A tight race in Tega Cay could come down to Thursday’s final count.
The latest results Thursday night show Tega Cay City Council candidate Gus Matchunis nine votes ahead of Abigail Duval. Each of the two candidates gathered more than 47 percent of the vote, with Mike Tullos collecting less than 5 percent. The number of write-in votes, 10, is more than what separates Matchunis and Duval.
Vote tallies aren’t official until Thursday.
Matchunis said Tuesday night he had people checking the vote totals posted at precincts, which put him up by less than 15 votes. He and Abigail Duval each received about 850 votes, he said. Having run for council before and seeing his vote total change between Election Night and certification because of absentee, provisional and similar votes, Matchunis said he was hopeful about the outcome but hardly assured of it Tuesday night.
“Regardless, I’ve got to think this is going to be within 20 votes,” he said.
Efforts to reach Duval for comment Tuesday night were unsuccessful.
Two hours after polls closed, the county election site showed only two of 28 precincts reporting. Duval had 19 votes to 15 for Matchunis, with Mike Tullos in third place with five. The first two precincts reporting typically involve absentee ballots. A little before 10 p.m. the county election office put out a count at 869 votes for Matchunis, 860 for Duval.
The three-way race came about when Mayor David O’Neal left a council seat to take his current post.
Results will be certified March 22. A meeting is scheduled for 10 a.m. at the board of elections office in York.
“This is when the results will be certified and become official,” said Beth Covington with the elections office.
Whatever the final votes say, Matchunis believes his strong message resonated with voters after he took early stances on major issues. Matchunis wants to see council expanded to six members with districts, guaranteeing representation from various parts of a growing city.
“We all have different needs and different wants, and we need to make sure everyone is a part of the city,” he said.

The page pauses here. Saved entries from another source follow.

//! Pagination types for list endpoints.

use serde::{Deserialize, Serialize};

/// Page size used when none (or a non-positive one) is requested.
pub const DEFAULT_PAGE_LIMIT: u64 = 20;
/// Largest page size a caller may request.
pub const MAX_PAGE_LIMIT: u64 = 100;

/// Request parameters for paginated queries.
///
/// Construction never fails: out-of-range values are coerced, so a request
/// for page 0 is served as page 1 and a limit of 0 as the default limit.
#[derive(Debug, Clone, Copy, PartialEq, Eq, Serialize, Deserialize)]
pub struct PageRequest {
    /// Page number (1-based).
    pub page: u64,
    /// Number of items per page.
    pub limit: u64,
}

impl PageRequest {
    /// Create a page request with the standard default and maximum limits.
    pub fn new(page: u64, limit: u64) -> Self {
        Self::bounded(page, limit, DEFAULT_PAGE_LIMIT, MAX_PAGE_LIMIT)
    }

    /// Create a page request with explicit limit bounds.
    pub fn bounded(page: u64, limit: u64, default_limit: u64, max_limit: u64) -> Self {
        let max_limit = max_limit.max(1);
        let limit = if limit == 0 { default_limit } else { limit };
        Self {
            page: page.max(1),
            limit: limit.clamp(1, max_limit),
        }
    }

    /// Index of the first item on this page.
    pub fn offset(&self) -> u64 {
        self.page.saturating_sub(1).saturating_mul(self.limit)
    }
}

impl Default for PageRequest {
    fn default() -> Self {
        Self {
            page: 1,
            limit: DEFAULT_PAGE_LIMIT,
        }
    }
}

/// Pagination metadata returned alongside a page of results.
#[derive(Debug, Clone, Copy, PartialEq, Eq, Serialize, Deserialize)]
#[serde(rename_all = "camelCase")]
pub struct Pagination {
    /// Current page number (1-based).
    pub page: u64,
    /// Number of items per page.
    pub limit: u64,
    /// Total number of matching items across all pages.
    pub total: u64,
    /// Total number of pages; zero when nothing matched.
    pub total_pages: u64,
}

impl Pagination {
    /// Compute pagination metadata for `total` matching items.
    pub fn new(request: PageRequest, total: u64) -> Self {
        Self {
            page: request.page,
            limit: request.limit,
            total,
            total_pages: total.div_ceil(request.limit.max(1)),
        }
    }
}

/// One page of results plus its pagination metadata.
#[derive(Debug, Clone, PartialEq, Serialize, Deserialize)]
pub struct Page<T> {
    /// The items on this page.
    pub data: Vec<T>,
    /// Pagination metadata.
    pub pagination: Pagination,
}

impl<T> Page<T> {
    /// Transform the items while keeping the pagination metadata.
    pub fn map<U>(self, f: impl FnMut(T) -> U) -> Page<U> {
        Page {
            data: self.data.into_iter().map(f).collect(),
            pagination: self.pagination,
        }
    }
}
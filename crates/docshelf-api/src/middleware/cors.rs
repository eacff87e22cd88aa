//! CORS layer configuration.

use std::time::Duration;

use axum::http::{HeaderName, HeaderValue, Method};
use tower_http::cors::{Any, CorsLayer};

use docshelf_core::config::CorsConfig;

/// Builds a CORS tower layer from configuration.
pub fn build_cors_layer(config: &CorsConfig) -> CorsLayer {
    let mut layer = CorsLayer::new();

    if config.allowed_origins.iter().any(|o| o == "*") {
        layer = layer.allow_origin(Any);
    } else {
        let origins: Vec<HeaderValue> = config
            .allowed_origins
            .iter()
            .filter_map(|o| o.parse().ok())
            .collect();
        layer = layer.allow_origin(origins);
    }

    let methods: Vec<Method> = config
        .allowed_methods
        .iter()
        .filter_map(|m| m.parse().ok())
        .collect();

    layer
        .allow_methods(methods)
        .allow_headers([
            axum::http::header::CONTENT_TYPE,
            HeaderName::from_static("x-user-id"),
        ])
        .expose_headers([axum::http::header::CONTENT_DISPOSITION])
        .max_age(Duration::from_secs(config.max_age_seconds))
}
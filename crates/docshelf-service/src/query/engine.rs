//! Filter → sort → paginate pipeline over document snapshots.
//!
//! Stages run in a fixed order:
//!
//! 1. **Scope**: active records (`is_deleted == false`) or trashed ones,
//!    chosen by the operation ([`DocumentQueryEngine::list_active`] /
//!    [`DocumentQueryEngine::list_trashed`]), never by a query flag.
//! 2. **Search**: every whitespace-separated token must occur
//!    (case-insensitively) in the file name or in some tag name.
//! 3. **Tags**: the record must carry *all* requested tag ids.
//! 4. **Sort**: stable, so equal keys keep snapshot order.
//! 5. **Paginate**: `total` counts everything that survived stages 1-3;
//!    pages past the end are empty rather than an error.

use std::cmp::Ordering;

use serde::{Deserialize, Serialize};

use docshelf_core::config::QueryConfig;
use docshelf_core::types::{Page, PageRequest, Pagination, SortDirection, SortKey, SortSpec, TagId};
use docshelf_entity::document::DocumentRecord;

use super::search::SearchTerms;

/// One page of documents plus pagination metadata.
pub type QueryResult = Page<DocumentRecord>;

/// Which side of the trash a listing covers.
#[derive(Debug, Clone, Copy, PartialEq, Eq, Serialize, Deserialize)]
#[serde(rename_all = "lowercase")]
pub enum Scope {
    /// Documents not in the trash.
    Active,
    /// Documents in the trash.
    Trashed,
}

impl Scope {
    fn admits(self, record: &DocumentRecord) -> bool {
        match self {
            Self::Active => !record.is_deleted,
            Self::Trashed => record.is_deleted,
        }
    }
}

/// Listing parameters.
#[derive(Debug, Clone, Default, PartialEq, Eq, Serialize, Deserialize)]
#[serde(rename_all = "camelCase")]
pub struct DocumentQuery {
    /// Free-text search; blank means no search filter.
    #[serde(default)]
    pub search: Option<String>,
    /// Tags a record must all carry; empty means no tag filter.
    #[serde(default)]
    pub tag_ids: Vec<TagId>,
    /// Requested page and page size.
    #[serde(default)]
    pub page: PageRequest,
    /// Ordering.
    #[serde(default)]
    pub sort: SortSpec,
}

impl DocumentQuery {
    /// Set the search text.
    pub fn with_search(mut self, search: impl Into<String>) -> Self {
        self.search = Some(search.into());
        self
    }

    /// Set the required tags.
    pub fn with_tags(mut self, tag_ids: impl IntoIterator<Item = TagId>) -> Self {
        self.tag_ids = tag_ids.into_iter().collect();
        self
    }

    /// Set page number and page size.
    pub fn with_page(mut self, page: u64, limit: u64) -> Self {
        self.page = PageRequest { page, limit };
        self
    }

    /// Set the ordering.
    pub fn with_sort(mut self, key: SortKey, direction: SortDirection) -> Self {
        self.sort = SortSpec::new(key, direction);
        self
    }
}

/// Stateless query evaluator.
///
/// The only state is the page-size policy: a `limit` below 1 becomes
/// `default_limit`, a `limit` above `max_limit` is clamped, and a `page`
/// below 1 becomes 1.
#[derive(Debug, Clone, Copy, PartialEq, Eq)]
pub struct DocumentQueryEngine {
    default_limit: u64,
    max_limit: u64,
}

impl Default for DocumentQueryEngine {
    fn default() -> Self {
        Self::new(&QueryConfig::default())
    }
}

impl DocumentQueryEngine {
    /// Create an engine using the page-size bounds from configuration.
    pub fn new(config: &QueryConfig) -> Self {
        Self {
            default_limit: config.default_limit.max(1),
            max_limit: config.max_limit.max(1),
        }
    }

    /// List documents that are not in the trash.
    pub fn list_active(&self, records: &[DocumentRecord], query: &DocumentQuery) -> QueryResult {
        self.run(Scope::Active, records, query)
    }

    /// List documents that are in the trash. Search, tag filter, sort and
    /// pagination behave exactly as in [`Self::list_active`].
    pub fn list_trashed(&self, records: &[DocumentRecord], query: &DocumentQuery) -> QueryResult {
        self.run(Scope::Trashed, records, query)
    }

    /// Evaluate `query` against `records` within `scope`.
    pub fn run(&self, scope: Scope, records: &[DocumentRecord], query: &DocumentQuery) -> QueryResult {
        let page = self.normalize(query.page);
        let terms = SearchTerms::parse(query.search.as_deref().unwrap_or_default());

        let mut matched: Vec<&DocumentRecord> = records
            .iter()
            .filter(|r| scope.admits(r))
            .filter(|r| terms.matches(r))
            .filter(|r| query.tag_ids.iter().all(|id| r.has_tag(id)))
            .collect();

        // `sort_by` is stable; reversing the comparator (not the output)
        // keeps ties in snapshot order for descending sorts too.
        let SortSpec { key, direction } = query.sort;
        matched.sort_by(|a, b| {
            let ordering = compare(a, b, key);
            match direction {
                SortDirection::Asc => ordering,
                SortDirection::Desc => ordering.reverse(),
            }
        });

        let total = matched.len() as u64;
        let offset = usize::try_from(page.offset()).unwrap_or(usize::MAX);
        let limit = usize::try_from(page.limit).unwrap_or(usize::MAX);
        let data = matched
            .into_iter()
            .skip(offset)
            .take(limit)
            .cloned()
            .collect();

        Page {
            data,
            pagination: Pagination::new(page, total),
        }
    }

    fn normalize(&self, page: PageRequest) -> PageRequest {
        PageRequest::bounded(page.page, page.limit, self.default_limit, self.max_limit)
    }
}

fn compare(a: &DocumentRecord, b: &DocumentRecord, key: SortKey) -> Ordering {
    match key {
        SortKey::FileName => a.file_name.cmp(&b.file_name),
        SortKey::FileSize => a.file_size.cmp(&b.file_size),
        SortKey::UploadedAt => a
            .uploaded_at
            .timestamp_millis()
            .cmp(&b.uploaded_at.timestamp_millis()),
    }
}
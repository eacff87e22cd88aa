//! # docshelf-database
//!
//! Storage layer for DocShelf. Documents and tags live in in-memory
//! repositories implementing [`docshelf_core::traits::Repository`]; file
//! bytes live in a [`MemoryBlobStore`]. Nothing survives a restart.

pub mod blob;
pub mod repositories;
pub mod seed;

pub use blob::MemoryBlobStore;
pub use repositories::{DocumentRepository, MemoryRepository, TagRepository};
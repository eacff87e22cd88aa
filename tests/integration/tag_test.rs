//! Integration tests for tag management.

use axum::http::StatusCode;
use serde_json::json;

use crate::helpers::TestApp;

#[tokio::test]
async fn test_create_and_list_tags() {
    let app = TestApp::new().await;

    let response = app
        .request("POST", "/api/tags", Some(json!({ "name": "  契約書 ", "color": "secondary" })))
        .await;
    assert_eq!(response.status, StatusCode::CREATED);
    assert_eq!(response.body["data"]["name"], "契約書");
    assert_eq!(response.body["data"]["color"], "secondary");

    app.create_tag("Archive").await;

    let list = app.request("GET", "/api/tags", None).await;
    let names: Vec<&str> = list.body["data"]
        .as_array()
        .unwrap()
        .iter()
        .map(|t| t["name"].as_str().unwrap())
        .collect();
    assert_eq!(names, vec!["Archive", "契約書"]);
}

#[tokio::test]
async fn test_create_tag_validation() {
    let app = TestApp::new().await;
    app.create_tag("Invoice").await;

    let duplicate = app
        .request("POST", "/api/tags", Some(json!({ "name": "invoice" })))
        .await;
    assert_eq!(duplicate.status, StatusCode::CONFLICT);

    let short = app.request("POST", "/api/tags", Some(json!({ "name": "x" }))).await;
    assert_eq!(short.status, StatusCode::BAD_REQUEST);
    assert_eq!(short.body["error"], "VALIDATION_ERROR");

    let bad_color = app
        .request("POST", "/api/tags", Some(json!({ "name": "ok tag", "color": "purple" })))
        .await;
    assert_eq!(bad_color.status, StatusCode::BAD_REQUEST);
}

#[tokio::test]
async fn test_rename_tag_updates_documents() {
    let app = TestApp::new().await;
    let tag = app.create_tag("見積書").await;
    let doc = app.upload_ok("a.pdf", &[tag.as_str()]).await;

    let response = app
        .request("PATCH", &format!("/api/tags/{tag}"), Some(json!({ "name": "見積" })))
        .await;
    assert_eq!(response.status, StatusCode::OK);

    let stored = app.request("GET", &format!("/api/files/{doc}"), None).await;
    assert_eq!(stored.body["data"]["tags"][0]["name"], "見積");

    // Search now finds the document by the new tag name.
    let found = app.request("GET", "/api/files?search=%E8%A6%8B%E7%A9%8D", None).await;
    assert_eq!(found.file_names(), vec!["a.pdf"]);
}

#[tokio::test]
async fn test_delete_tag_cascades() {
    let app = TestApp::new().await;
    let tag = app.create_tag("重要").await;
    let doc = app.upload_ok("a.pdf", &[tag.as_str()]).await;
    app.upload_ok("b.pdf", &[]).await;

    let response = app.request("DELETE", &format!("/api/tags/{tag}"), None).await;
    assert_eq!(response.status, StatusCode::OK);
    assert_eq!(response.body["data"]["affectedDocuments"], 1);

    let stored = app.request("GET", &format!("/api/files/{doc}"), None).await;
    assert_eq!(stored.body["data"]["tags"], json!([]));

    let missing = app.request("GET", &format!("/api/tags/{tag}"), None).await;
    assert_eq!(missing.status, StatusCode::NOT_FOUND);
}

#[tokio::test]
async fn test_unknown_tag_is_not_found() {
    let app = TestApp::new().await;
    let response = app
        .request(
            "PATCH",
            "/api/tags/00000000-0000-0000-0000-000000000009",
            Some(json!({ "color": "info" })),
        )
        .await;
    assert_eq!(response.status, StatusCode::NOT_FOUND);
}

Another issue was impact fees.
“I’m absolutely in favor of raising impact fees,” Matchunis said. “That will be helpful in paying down bond debt, and hopefully it will slow down some of the residential growth, too. Especially on the multi-family.”
Matchunis is a Tega Cay resident of more than 20 years, first on the main peninsula and now on the newer side of the city. Seeing multiple sides of issues, but then taking firm stances, is what he believes appealed to voters.
“I think probably the biggest thing for me was being balanced,” Matchunis said. “I preached balance from the very beginning. Balance was my thing. And I was ready to come out relatively early and say what my stance was on a variety of issues.”
Duval also has a long history in Tega Cay. Last fall she finished third in a seven-way race for two council seats. She was 29 votes shy of second, and ahead of Matchunis, who also ran.
Duval said upon deciding to run again that she is aligned with the current council and citizens in Tega Cay who want to stop or slow residential growth.
“We saw a huge shift from the election in November, for the direction residents say they want to go in Tega Cay,” Duval said in January. “Through their votes, they made that decision.”